Despite the fact that the sex is always done explicitly with condoms for collection purposes, those men who engage in it, among them Henry Fool's Thomas Jay Ryan and San Francisco monologuist Josh Kornbluth, find themselves coming up impotent afterward, with a nasty rash and a bar code imprinted upon their brows. The folks at the genetics lab Rosetta works for dub this as some sort of "bio-gender" warfare. In fact, it turns out to be a computer virus that has jumped from machines to humans, via the partially synthetic clones.

Sound strained? It is, a little. But Leeson isn't going for straight realism; there's a dream logic at work here, made dreamier by the music of Gladiator co-scorer Klaus Badelt. The plot is almost entirely allegory, especially when the duplicates decide they want to be free, and Ruby falls for an artistically inclined copy shop employee (Jeremy Davies, all tics and murmurs, as is his wont). Children need to break free from their parents, who in turn must stop living vicariously through their offspring! Techheads need to enjoy the real world! Live for the moment! Sex is easy, but intimacy is hard!

What -- you knew all those things already? Damn. Still, if you like to have such themes re-emphasized in a mass of swirling colors and strangely clipped dialogue, you'll dig this.
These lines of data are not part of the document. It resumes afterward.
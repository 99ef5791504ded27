//! Command-line entry point for the daemon binary.
//!
//! # Usage
//!
//! ```bash
//! # Start the daemon for the current project (foreground)
//! devlensd start
//!
//! # Start in the background for another project
//! devlensd start -d --project ~/src/shop
//!
//! # Stop the daemon
//! devlensd stop
//!
//! # Check daemon status
//! devlensd status
//!
//! # Custom socket path and debug logging
//! DEVLENS_SOCKET=/run/devlens.sock RUST_LOG=devlensd=debug devlensd start
//! ```

use std::env;
use std::fs::{self, File};
use std::io::{Read, Write};
use std::path::{Path, PathBuf};
use std::process;

use anyhow::{bail, Context, Result};
use clap::{Parser, Subcommand};
use tokio_util::sync::CancellationToken;
use tracing::{error, info};
use tracing_subscriber::EnvFilter;

use crate::config::FileConfig;
use crate::diagnostics::DiagnosticsAssembler;
use crate::server::{DaemonServer, ServerContext, DEFAULT_SOCKET_PATH};
use crate::store::spawn_store;

/// Environment variable overriding the socket path.
pub const SOCKET_ENV: &str = "DEVLENS_SOCKET";

/// devlens daemon - runtime telemetry store for a dev server
#[derive(Parser, Debug)]
#[command(name = "devlensd", version, about)]
struct Args {
    #[command(subcommand)]
    command: Option<Command>,
}

#[derive(Subcommand, Debug)]
enum Command {
    /// Start the daemon
    Start {
        /// Run as a background daemon (fork to background)
        #[arg(short = 'd', long)]
        daemon: bool,

        /// Project root to diagnose (defaults to the current directory)
        #[arg(long)]
        project: Option<PathBuf>,

        /// Config file (defaults to <project>/devlens.toml)
        #[arg(long)]
        config: Option<PathBuf>,

        /// Socket path
        #[arg(long)]
        socket: Option<PathBuf>,
    },
    /// Stop the running daemon
    Stop,
    /// Show daemon status
    Status,
}

impl Default for Command {
    fn default() -> Self {
        Self::Start {
            daemon: false,
            project: None,
            config: None,
            socket: None,
        }
    }
}

fn state_dir() -> PathBuf {
    dirs::state_dir()
        .unwrap_or_else(|| PathBuf::from("/tmp"))
        .join("devlens")
}

fn pid_file_path() -> PathBuf {
    state_dir().join("devlensd.pid")
}

fn log_file_path() -> PathBuf {
    state_dir().join("devlensd.log")
}

fn read_pid() -> Option<u32> {
    let mut file = File::open(pid_file_path()).ok()?;
    let mut contents = String::new();
    file.read_to_string(&mut contents).ok()?;
    contents.trim().parse().ok()
}

fn write_pid() -> Result<()> {
    let path = pid_file_path();
    if let Some(parent) = path.parent() {
        fs::create_dir_all(parent).context("Failed to create state directory")?;
    }
    let mut file = File::create(&path).context("Failed to create PID file")?;
    write!(file, "{}", process::id()).context("Failed to write PID")?;
    Ok(())
}

fn remove_pid_file() {
    let _ = fs::remove_file(pid_file_path());
}

fn is_process_running(pid: u32) -> bool {
    PathBuf::from(format!("/proc/{pid}")).exists()
}

fn is_daemon_running() -> Option<u32> {
    if let Some(pid) = read_pid() {
        if is_process_running(pid) {
            return Some(pid);
        }
        // stale
        remove_pid_file();
    }
    None
}

fn stop_daemon(pid: u32) -> Result<()> {
    #[cfg(unix)]
    {
        let pid = i32::try_from(pid).context("PID out of range")?;
        let result = unsafe { libc::kill(pid, libc::SIGTERM) };
        if result != 0 {
            bail!("Failed to send SIGTERM to process {pid}");
        }
    }
    #[cfg(not(unix))]
    {
        bail!("Stop command is only supported on Unix systems");
    }
    Ok(())
}

/// `--socket`, then `$DEVLENS_SOCKET`, then the default.
pub fn resolve_socket_path(flag: Option<PathBuf>) -> PathBuf {
    flag.or_else(|| env::var_os(SOCKET_ENV).map(PathBuf::from))
        .unwrap_or_else(|| PathBuf::from(DEFAULT_SOCKET_PATH))
}

fn init_tracing() -> Result<()> {
    tracing_subscriber::fmt()
        .with_env_filter(
            EnvFilter::from_default_env()
                .add_directive("devlensd=info".parse()?)
                .add_directive("devlens_core=info".parse()?)
                .add_directive("devlens_protocol=info".parse()?),
        )
        .init();
    Ok(())
}

/// Parses arguments and runs the selected command.
pub fn run() -> Result<()> {
    let args = Args::parse();

    match args.command.unwrap_or_default() {
        Command::Start {
            daemon,
            project,
            config,
            socket,
        } => {
            if let Some(pid) = is_daemon_running() {
                eprintln!("Daemon is already running (PID {pid})");
                eprintln!("Use 'devlensd stop' to stop it first.");
                process::exit(1);
            }

            // Resolve before daemonizing; the daemon runs from `/`.
            let project_root = match project {
                Some(p) => p,
                None => env::current_dir().context("Failed to read current directory")?,
            };
            let project_root = project_root
                .canonicalize()
                .with_context(|| format!("Project root {} not found", project_root.display()))?;
            let config_path = config.unwrap_or_else(|| FileConfig::path_in(&project_root));
            let file_config = FileConfig::load_or_default(&config_path)
                .with_context(|| format!("Failed to load {}", config_path.display()))?;
            let socket_path = resolve_socket_path(socket);

            if !file_config.enabled {
                init_tracing()?;
                info!(config = %config_path.display(), "devlens disabled by config, not starting");
                return Ok(());
            }

            if daemon {
                daemonize()?;
            }

            write_pid()?;
            let result = run_daemon(project_root, file_config, socket_path);
            remove_pid_file();
            result
        }
        Command::Stop => {
            let Some(pid) = is_daemon_running() else {
                println!("Daemon is not running.");
                return Ok(());
            };

            println!("Stopping daemon (PID {pid})...");
            stop_daemon(pid)?;

            for _ in 0..50 {
                if !is_process_running(pid) {
                    println!("Daemon stopped.");
                    return Ok(());
                }
                std::thread::sleep(std::time::Duration::from_millis(100));
            }

            eprintln!("Daemon did not stop within 5 seconds.");
            process::exit(1);
        }
        Command::Status => {
            let Some(pid) = is_daemon_running() else {
                println!("Daemon is not running.");
                process::exit(1);
            };

            println!("Daemon is running (PID {pid})");
            let socket_path = resolve_socket_path(None);
            if socket_path.exists() {
                println!("Socket: {}", socket_path.display());
            }
            Ok(())
        }
    }
}

fn daemonize() -> Result<()> {
    use daemonize::Daemonize;

    let log_path = log_file_path();

    if let Some(parent) = log_path.parent() {
        fs::create_dir_all(parent).context("Failed to create log directory")?;
    }

    let stdout = File::create(&log_path).context("Failed to create log file for stdout")?;
    let stderr = stdout
        .try_clone()
        .context("Failed to create log file for stderr")?;

    Daemonize::new()
        .working_directory("/")
        .stdout(stdout)
        .stderr(stderr)
        .start()
        .context("Failed to daemonize")?;

    Ok(())
}

#[tokio::main]
async fn run_daemon(project_root: PathBuf, config: FileConfig, socket_path: PathBuf) -> Result<()> {
    init_tracing()?;

    info!(
        version = env!("CARGO_PKG_VERSION"),
        pid = process::id(),
        project = %project_root.display(),
        "devlens daemon starting"
    );

    let cancel_token = CancellationToken::new();

    let shutdown_token = cancel_token.clone();
    tokio::spawn(async move {
        if let Err(e) = wait_for_shutdown_signal().await {
            error!(error = %e, "Error waiting for shutdown signal");
        }
        info!("Shutdown signal received");
        shutdown_token.cancel();
    });

    let server = build_server(&project_root, &config, &socket_path, cancel_token);

    info!(socket = %socket_path.display(), "Starting server");

    if let Err(e) = server.run().await {
        error!(error = %e, "Server error");
        return Err(e.into());
    }

    info!("devlens daemon stopped");
    Ok(())
}

/// Wires the store, the diagnostics assembler and the socket server.
pub fn build_server(
    project_root: &Path,
    config: &FileConfig,
    socket_path: &Path,
    cancel_token: CancellationToken,
) -> DaemonServer {
    let limits = config.store_limits();
    let store = spawn_store(limits);
    info!(
        max_sessions = limits.max_sessions,
        max_errors = limits.max_errors,
        max_logs = limits.max_logs,
        "Telemetry store started"
    );

    let diagnostics = DiagnosticsAssembler::new(
        store.clone(),
        config.overlay_config(),
        project_root.to_path_buf(),
    );

    let ctx = ServerContext {
        store,
        diagnostics,
        thresholds: config.thresholds(),
    };
    DaemonServer::new(socket_path, ctx, cancel_token)
}

async fn wait_for_shutdown_signal() -> Result<()> {
    #[cfg(unix)]
    {
        use tokio::signal::unix::{signal, SignalKind};

        let mut sigterm = signal(SignalKind::terminate())?;
        let mut sigint = signal(SignalKind::interrupt())?;

        tokio::select! {
            _ = sigterm.recv() => {
                info!("Received SIGTERM");
            }
            _ = sigint.recv() => {
                info!("Received SIGINT");
            }
        }
    }

    #[cfg(not(unix))]
    {
        tokio::signal::ctrl_c().await?;
        info!("Received Ctrl+C");
    }

    Ok(())
}

#[cfg(test)]
mod tests {
    use super::*;

    #[test]
    fn test_socket_flag_wins() {
        let path = resolve_socket_path(Some(PathBuf::from("/tmp/custom.sock")));
        assert_eq!(path, PathBuf::from("/tmp/custom.sock"));
    }

    #[test]
    fn test_args_parse_start() {
        let args = Args::try_parse_from([
            "devlensd",
            "start",
            "-d",
            "--project",
            "/srv/app",
            "--socket",
            "/tmp/x.sock",
        ])
        .unwrap();
        match args.command {
            Some(Command::Start {
                daemon,
                project,
                socket,
                config,
            }) => {
                assert!(daemon);
                assert_eq!(project, Some(PathBuf::from("/srv/app")));
                assert_eq!(socket, Some(PathBuf::from("/tmp/x.sock")));
                assert!(config.is_none());
            }
            other => panic!("unexpected command: {other:?}"),
        }
    }

    #[test]
    fn test_no_subcommand_defaults_to_start() {
        let args = Args::try_parse_from(["devlensd"]).unwrap();
        assert!(matches!(
            args.command.unwrap_or_default(),
            Command::Start { daemon: false, .. }
        ));
    }

    #[test]
    fn test_pid_file_in_state_dir() {
        assert!(pid_file_path().ends_with("devlens/devlensd.pid"));
    }
}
Despite the twisted sexual element of injecting semen into one's hand, it's no David Cronenberg-esque mechanical-perversity flick. The film plays more like the stylistically similar Gattaca, Andrew Niccol's movie about an imperfect person trying to work his way into a "perfect" world. The main difference, of course, is that Gattaca played as a believable story within its established futuristic context, and Teknolust doesn't go for any kind of consistent reality at all, which will hamper its mass appeal but possibly garner a cult following.

Amid the weirdness, however, there are elements that everyone can enjoy, most notably the multiple performances by Ms. Swinton. Though the duplicates are color-coded by outfits matching their names (Ruby, Marine, Olive) and hair (black, red and blond, respectively), they all have their own traits, and would be evidently different from their creator even if not for the follicular signifiers -- in fact, it takes a while to realize that it is indeed Swinton in each role. The Scottish-born actress has always had one of the most versatile faces, used to androgynous effect in the likes of Orlando and Love Is the Devil, and more traditional beauty in The Deep End. For a lead actress, Teknolust is perhaps the ultimate showcase, and Swinton takes the ball and runs with it. When the three duplicates spontaneously break into a surreal dance number to impress their creator, it's like Bizarro-World Charlie's Angels, albeit with more true spontaneity than anything in the soggy summer sequel it plays off of.